CIHAD ERGINAY (Turkey) outlined recent progress at the international level in focusing attention on the large movements of refugees and migrants, recalling in particular that the 2030 Agenda included a number of migration-related targets.  Turkey had hosted the first-ever World Humanitarian Summit, which had generated more than 3,000 commitments to action and launched more than a dozen new partnerships.  “It is high time to put our commitments into action,” he stressed, noting that the upcoming consultations and negotiations on the two Global Compacts on migration and refugees would constitute historic milestones.

Describing several situations that were driving millions around the world to flee armed conflict, poverty, food and water insecurity, persecution, terrorism and natural disaster, he noted the conflict in Syria, in particular, which had now entered its seventh grim year.  Hundreds of thousands had been killed, more than 6 million were displaced within Syria and some 5 million had sought refuge in neighbouring countries.  Stressing that the regime’s relentless attacks against its own people continued, he strongly condemned the chemical weapons attack perpetrated by that regime on 4 April in Khan Shaykhun, which constituted a war crime, a crime against humanity and a violation of international law.
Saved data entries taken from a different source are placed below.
//! Error types for database operations

use thiserror::Error;

/// Database error types
#[derive(Error, Debug)]
pub enum Error {
    /// SQLx database error
    #[error("Database error: {0}")]
    Sqlx(#[from] sqlx::Error),

    /// Migration error
    #[error("Migration error: {0}")]
    Migration(#[from] sqlx::migrate::MigrateError),

    /// IO error
    #[error("IO error: {0}")]
    Io(#[from] std::io::Error),

    /// A stored value could not be interpreted
    #[error("Invalid data: {0}")]
    InvalidData(String),
}

/// Result type alias for database operations
pub type Result<T> = std::result::Result<T, Error>;

impl From<Error> for cardsync_core::Error {
    fn from(err: Error) -> Self {
        cardsync_core::Error::Ledger(Box::new(err))
    }
}
//! Throttled Trello REST client

use std::time::Duration;

use reqwest::{Method, StatusCode};
use serde::de::DeserializeOwned;
use serde::Serialize;
use tokio::sync::Mutex;
use tokio::time::{sleep, Instant};
use tracing::debug;
use url::Url;

use crate::{Error, Result};

/// Trello REST client authenticated with a key and token
///
/// Every request waits until at least `throttle` has passed since the
/// previous one.
pub struct TrelloClient {
    http: reqwest::Client,
    base: Url,
    key: String,
    token: String,
    throttle: Duration,
    max_text_length: usize,
    last_request: Mutex<Option<Instant>>,
}

impl TrelloClient {
    /// Create a client against `api_url` (e.g. `https://api.trello.com/1`)
    pub fn new(
        api_url: &str,
        key: impl Into<String>,
        token: impl Into<String>,
        throttle: Duration,
        max_text_length: usize,
    ) -> Result<Self> {
        let key = key.into();
        let token = token.into();
        if key.trim().is_empty() || token.trim().is_empty() {
            return Err(Error::Auth(
                "Trello key and token are required. Set TRELLO_KEY and TRELLO_TOKEN \
                 or add them to ~/.config/cardsync/secrets.toml"
                    .to_string(),
            ));
        }

        Ok(Self {
            http: reqwest::Client::builder()
                .user_agent(concat!("cardsync/", env!("CARGO_PKG_VERSION")))
                .build()?,
            base: base_url(api_url)?,
            key,
            token,
            throttle,
            max_text_length,
            last_request: Mutex::new(None),
        })
    }

    /// Longest description or comment text accepted
    pub fn max_text_length(&self) -> usize {
        self.max_text_length
    }

    /// Reject text longer than the configured limit before sending it
    pub fn check_text(&self, text: &str) -> Result<()> {
        let length = text.chars().count();
        if length > self.max_text_length {
            return Err(Error::PayloadTooLarge {
                length,
                limit: self.max_text_length,
            });
        }
        Ok(())
    }

    pub async fn get<T: DeserializeOwned>(&self, path: &str, query: &[(&str, &str)]) -> Result<T> {
        let body = self.send(Method::GET, path, query, None::<&()>, 0).await?;
        parse(path, &body)
    }

    pub async fn post<B: Serialize, T: DeserializeOwned>(
        &self,
        path: &str,
        body: &B,
        text_length: usize,
    ) -> Result<T> {
        let body = self.send(Method::POST, path, &[], Some(body), text_length).await?;
        parse(path, &body)
    }

    pub async fn put<B: Serialize>(&self, path: &str, body: &B, text_length: usize) -> Result<()> {
        self.send(Method::PUT, path, &[], Some(body), text_length)
            .await
            .map(|_| ())
    }

    pub async fn delete(&self, path: &str) -> Result<()> {
        self.send(Method::DELETE, path, &[], None::<&()>, 0)
            .await
            .map(|_| ())
    }

    /// Send one request and return the response body
    ///
    /// `text_length` is the size of the largest text field in `body`, used
    /// to report a payload error when the server rejects the request size.
    async fn send<B: Serialize>(
        &self,
        method: Method,
        path: &str,
        query: &[(&str, &str)],
        body: Option<&B>,
        text_length: usize,
    ) -> Result<String> {
        let url = self.url(path, query)?;
        self.wait_turn().await;

        debug!(%method, path, "Trello request");
        let mut request = self.http.request(method, url);
        if let Some(body) = body {
            request = request.json(body);
        }
        let response = request.send().await?;

        let status = response.status();
        let text = response.text().await?;
        match status {
            s if s.is_success() => Ok(text),
            StatusCode::PAYLOAD_TOO_LARGE | StatusCode::URI_TOO_LONG => Err(Error::PayloadTooLarge {
                length: text_length,
                limit: self.max_text_length,
            }),
            StatusCode::UNAUTHORIZED => Err(Error::Auth(text)),
            _ => Err(Error::Status {
                status: status.as_u16(),
                path: path.to_string(),
                body: text,
            }),
        }
    }

    fn url(&self, path: &str, query: &[(&str, &str)]) -> Result<Url> {
        let mut url = self
            .base
            .join(path.trim_start_matches('/'))
            .map_err(|e| Error::InvalidUrl(format!("{}: {}", path, e)))?;
        url.query_pairs_mut()
            .extend_pairs(query.iter().copied())
            .append_pair("key", &self.key)
            .append_pair("token", &self.token);
        Ok(url)
    }

    async fn wait_turn(&self) {
        let mut last = self.last_request.lock().await;
        if let Some(at) = *last {
            let elapsed = at.elapsed();
            if elapsed < self.throttle {
                sleep(self.throttle - elapsed).await;
            }
        }
        *last = Some(Instant::now());
    }
}

impl std::fmt::Debug for TrelloClient {
    fn fmt(&self, f: &mut std::fmt::Formatter<'_>) -> std::fmt::Result {
        f.debug_struct("TrelloClient")
            .field("base", &self.base.as_str())
            .field("throttle", &self.throttle)
            .field("max_text_length", &self.max_text_length)
            .finish_non_exhaustive()
    }
}

/// Base URL with a trailing slash so relative paths join under it
fn base_url(api_url: &str) -> Result<Url> {
    let mut url = Url::parse(api_url).map_err(|e| Error::InvalidUrl(format!("{}: {}", api_url, e)))?;
    if url.cannot_be_a_base() {
        return Err(Error::InvalidUrl(api_url.to_string()));
    }
    if !url.path().ends_with('/') {
        let path = format!("{}/", url.path());
        url.set_path(&path);
    }
    Ok(url)
}

fn parse<T: DeserializeOwned>(path: &str, body: &str) -> Result<T> {
    serde_json::from_str(body).map_err(|e| Error::Parse(format!("{}: {}", path, e)))
}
Urging the international community not to turn a blind eye to the plight of those seeking to escape such conflicts, he noted that Turkey currently hosted the largest number of refugees in the world — almost 3.2 million  — and would continue to extend that helping hand.  In that context, an agreement reached between his country and the European Union on 18 March would focus on preventing loss of lives in the Aegean Sea, breaking the migrant smuggling networks and replacing illegal migration with legal migration.  Pledging to keep Turkey’s doors open to Syrians feeling their country, he went on to describe Turkey’s efforts to provide them with food and medical and educational services and to enable them to contribute legally to the economy.
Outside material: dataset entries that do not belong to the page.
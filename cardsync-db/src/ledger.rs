//! SQLite-backed [`SyncLedger`]

use async_trait::async_trait;
use cardsync_core::{CardHandle, Issue, LedgerEntry, Relationship, SyncLedger};
use chrono::Utc;
use sqlx::SqlitePool;
use tracing::debug;

use crate::{Error, Result};

#[derive(Debug, sqlx::FromRow)]
struct IssueRow {
    issue_id: String,
    title: String,
    card_name: String,
    relationship: String,
}

/// Ledger of synced issues and their cards
#[derive(Debug, Clone)]
pub struct SqliteLedger {
    pool: SqlitePool,
}

impl SqliteLedger {
    pub fn new(pool: SqlitePool) -> Self {
        Self { pool }
    }

    async fn entry(&self, row: Option<IssueRow>) -> Result<Option<LedgerEntry>> {
        let Some(row) = row else {
            return Ok(None);
        };

        let relationship: Relationship = row
            .relationship
            .parse()
            .map_err(Error::InvalidData)?;

        let card_ids: Vec<String> =
            sqlx::query_scalar("SELECT card_id FROM cards WHERE issue_id = ? ORDER BY rowid")
                .bind(&row.issue_id)
                .fetch_all(&self.pool)
                .await?;

        Ok(Some(LedgerEntry {
            issue_id: row.issue_id,
            title: row.title,
            card_name: row.card_name,
            relationship,
            card_ids,
        }))
    }

    /// Look up an issue by tracker ID
    pub async fn get_issue(&self, issue_id: &str) -> Result<Option<LedgerEntry>> {
        let row = sqlx::query_as::<_, IssueRow>(
            "SELECT issue_id, title, card_name, relationship FROM issues WHERE issue_id = ?",
        )
        .bind(issue_id)
        .fetch_optional(&self.pool)
        .await?;
        self.entry(row).await
    }

    /// Look up the most recently synced issue with a card name
    pub async fn get_by_card_name(&self, card_name: &str) -> Result<Option<LedgerEntry>> {
        let row = sqlx::query_as::<_, IssueRow>(
            "SELECT issue_id, title, card_name, relationship FROM issues
             WHERE card_name = ? ORDER BY last_synced_at DESC LIMIT 1",
        )
        .bind(card_name)
        .fetch_optional(&self.pool)
        .await?;
        self.entry(row).await
    }

    /// Insert or refresh an issue
    pub async fn upsert_issue(&self, issue: &Issue, relationship: Relationship) -> Result<()> {
        let now = Utc::now();
        sqlx::query(
            r#"
            INSERT INTO issues (
                issue_id, title, card_name, repository, url, relationship,
                first_synced_at, last_synced_at
            )
            VALUES (?, ?, ?, ?, ?, ?, ?, ?)
            ON CONFLICT(issue_id) DO UPDATE SET
                title = excluded.title,
                card_name = excluded.card_name,
                repository = excluded.repository,
                url = excluded.url,
                relationship = excluded.relationship,
                last_synced_at = excluded.last_synced_at
            "#,
        )
        .bind(&issue.id)
        .bind(&issue.title)
        .bind(issue.card_name())
        .bind(&issue.repository)
        .bind(&issue.url)
        .bind(relationship.name())
        .bind(now)
        .bind(now)
        .execute(&self.pool)
        .await?;
        Ok(())
    }

    /// Insert or refresh a card belonging to an issue
    pub async fn upsert_card(&self, issue_id: &str, card: &CardHandle) -> Result<()> {
        sqlx::query(
            r#"
            INSERT INTO cards (card_id, issue_id, list_id, synced_at)
            VALUES (?, ?, ?, ?)
            ON CONFLICT(card_id) DO UPDATE SET
                issue_id = excluded.issue_id,
                list_id = excluded.list_id,
                synced_at = excluded.synced_at
            "#,
        )
        .bind(&card.id)
        .bind(issue_id)
        .bind(&card.list_id)
        .bind(Utc::now())
        .execute(&self.pool)
        .await?;
        Ok(())
    }

    /// Delete every issue (and its cards) with a card name
    pub async fn delete_by_card_name(&self, card_name: &str) -> Result<u64> {
        let mut tx = self.pool.begin().await?;
        sqlx::query(
            "DELETE FROM cards WHERE issue_id IN (SELECT issue_id FROM issues WHERE card_name = ?)",
        )
        .bind(card_name)
        .execute(&mut *tx)
        .await?;
        let deleted = sqlx::query("DELETE FROM issues WHERE card_name = ?")
            .bind(card_name)
            .execute(&mut *tx)
            .await?
            .rows_affected();
        tx.commit().await?;

        debug!(card_name, deleted, "Forgot archived issue");
        Ok(deleted)
    }
}

#[async_trait]
impl SyncLedger for SqliteLedger {
    async fn find_issue(&self, issue_id: &str) -> cardsync_core::Result<Option<LedgerEntry>> {
        Ok(self.get_issue(issue_id).await?)
    }

    async fn find_by_card_name(&self, card_name: &str) -> cardsync_core::Result<Option<LedgerEntry>> {
        Ok(self.get_by_card_name(card_name).await?)
    }

    async fn record_issue(&self, issue: &Issue, relationship: Relationship) -> cardsync_core::Result<()> {
        Ok(self.upsert_issue(issue, relationship).await?)
    }

    async fn record_card(&self, issue_id: &str, card: &CardHandle) -> cardsync_core::Result<()> {
        Ok(self.upsert_card(issue_id, card).await?)
    }

    async fn forget(&self, card_name: &str) -> cardsync_core::Result<()> {
        self.delete_by_card_name(card_name).await?;
        Ok(())
    }
}

#[cfg(test)]
mod tests {
    use super::*;
    use crate::Database;
    use cardsync_core::Comment;
    use tempfile::TempDir;

    async fn setup_test_db() -> (SqliteLedger, TempDir) {
        let temp_dir = TempDir::new().unwrap();
        let db = Database::new(temp_dir.path().join("state.db")).await.unwrap();
        (db.ledger(), temp_dir)
    }

    fn issue(id: &str, title: &str) -> Issue {
        Issue {
            id: id.to_string(),
            title: title.to_string(),
            body: "body".to_string(),
            repository: "app".to_string(),
            url: "https://github.com/acme/app/issues/1".to_string(),
            created_at: None,
            comments: vec![Comment {
                author: "octocat".to_string(),
                body: "hi".to_string(),
                url: "u".to_string(),
            }],
        }
    }

    fn card(id: &str, name: &str, list_id: &str) -> CardHandle {
        CardHandle {
            id: id.to_string(),
            name: name.to_string(),
            desc: String::new(),
            list_id: list_id.to_string(),
            label_ids: vec![],
        }
    }

    #[tokio::test]
    async fn test_unknown_issue() {
        let (ledger, _temp) = setup_test_db().await;
        assert!(ledger.find_issue("I_1").await.unwrap().is_none());
        assert!(ledger.find_by_card_name("nope").await.unwrap().is_none());
    }

    #[tokio::test]
    async fn test_record_and_find_issue() {
        let (ledger, _temp) = setup_test_db().await;
        let bug = issue("I_1", "Bug X");

        ledger.record_issue(&bug, Relationship::Mention).await.unwrap();
        ledger
            .record_card("I_1", &card("c1", &bug.card_name(), "l1"))
            .await
            .unwrap();
        ledger
            .record_card("I_1", &card("c2", &bug.card_name(), "l2"))
            .await
            .unwrap();

        let entry = ledger.find_issue("I_1").await.unwrap().unwrap();
        assert_eq!(entry.title, "Bug X");
        assert_eq!(entry.card_name, "**[github/app]** Bug X");
        assert_eq!(entry.relationship, Relationship::Mention);
        assert_eq!(entry.card_ids, vec!["c1".to_string(), "c2".to_string()]);

        let by_name = ledger
            .find_by_card_name("**[github/app]** Bug X")
            .await
            .unwrap()
            .unwrap();
        assert_eq!(by_name.issue_id, "I_1");
    }

    #[tokio::test]
    async fn test_record_is_upsert() {
        let (ledger, _temp) = setup_test_db().await;
        let bug = issue("I_1", "Bug X");

        ledger.record_issue(&bug, Relationship::Mention).await.unwrap();
        ledger.record_issue(&bug, Relationship::Assignee).await.unwrap();
        ledger
            .record_card("I_1", &card("c1", &bug.card_name(), "l1"))
            .await
            .unwrap();
        ledger
            .record_card("I_1", &card("c1", &bug.card_name(), "l1"))
            .await
            .unwrap();

        let entry = ledger.find_issue("I_1").await.unwrap().unwrap();
        assert_eq!(entry.relationship, Relationship::Assignee);
        assert_eq!(entry.card_ids.len(), 1);
    }

    #[tokio::test]
    async fn test_forget_drops_issue_and_cards() {
        let (ledger, _temp) = setup_test_db().await;
        let bug = issue("I_1", "Bug X");
        let other = issue("I_2", "Other");

        ledger.record_issue(&bug, Relationship::Assignee).await.unwrap();
        ledger.record_issue(&other, Relationship::Assignee).await.unwrap();
        ledger
            .record_card("I_1", &card("c1", &bug.card_name(), "l1"))
            .await
            .unwrap();

        ledger.forget(&bug.card_name()).await.unwrap();

        assert!(ledger.find_issue("I_1").await.unwrap().is_none());
        assert!(ledger.find_issue("I_2").await.unwrap().is_some());
        let cards: (i64,) = sqlx::query_as("SELECT COUNT(*) FROM cards")
            .fetch_one(&ledger.pool)
            .await
            .unwrap();
        assert_eq!(cards.0, 0);
    }

    #[tokio::test]
    async fn test_card_for_unknown_issue_rejected() {
        let (ledger, _temp) = setup_test_db().await;
        let err = ledger
            .record_card("I_missing", &card("c1", "x", "l1"))
            .await
            .unwrap_err();
        assert!(matches!(err, cardsync_core::Error::Ledger(_)));
    }
}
“Migration is as old as humankind, it will neither vanish nor end,” he said, adding that it was therefore the world’s collective duty to find appropriate responses to its challenges.  Both Global Compacts needed to be inclusive, transparent and comprehensive, taking into account the views of host countries.  In that regard, he called for the global response to give priority to saving lives; ensure responsibility and burden sharing; eliminate “push” factors such as wars, conflicts, human right violations, economic deprivation and climate change; and promote more regular channels of migration.  Refraining from poisonous rhetoric and approaches towards refugees and migrants was also critical, he said.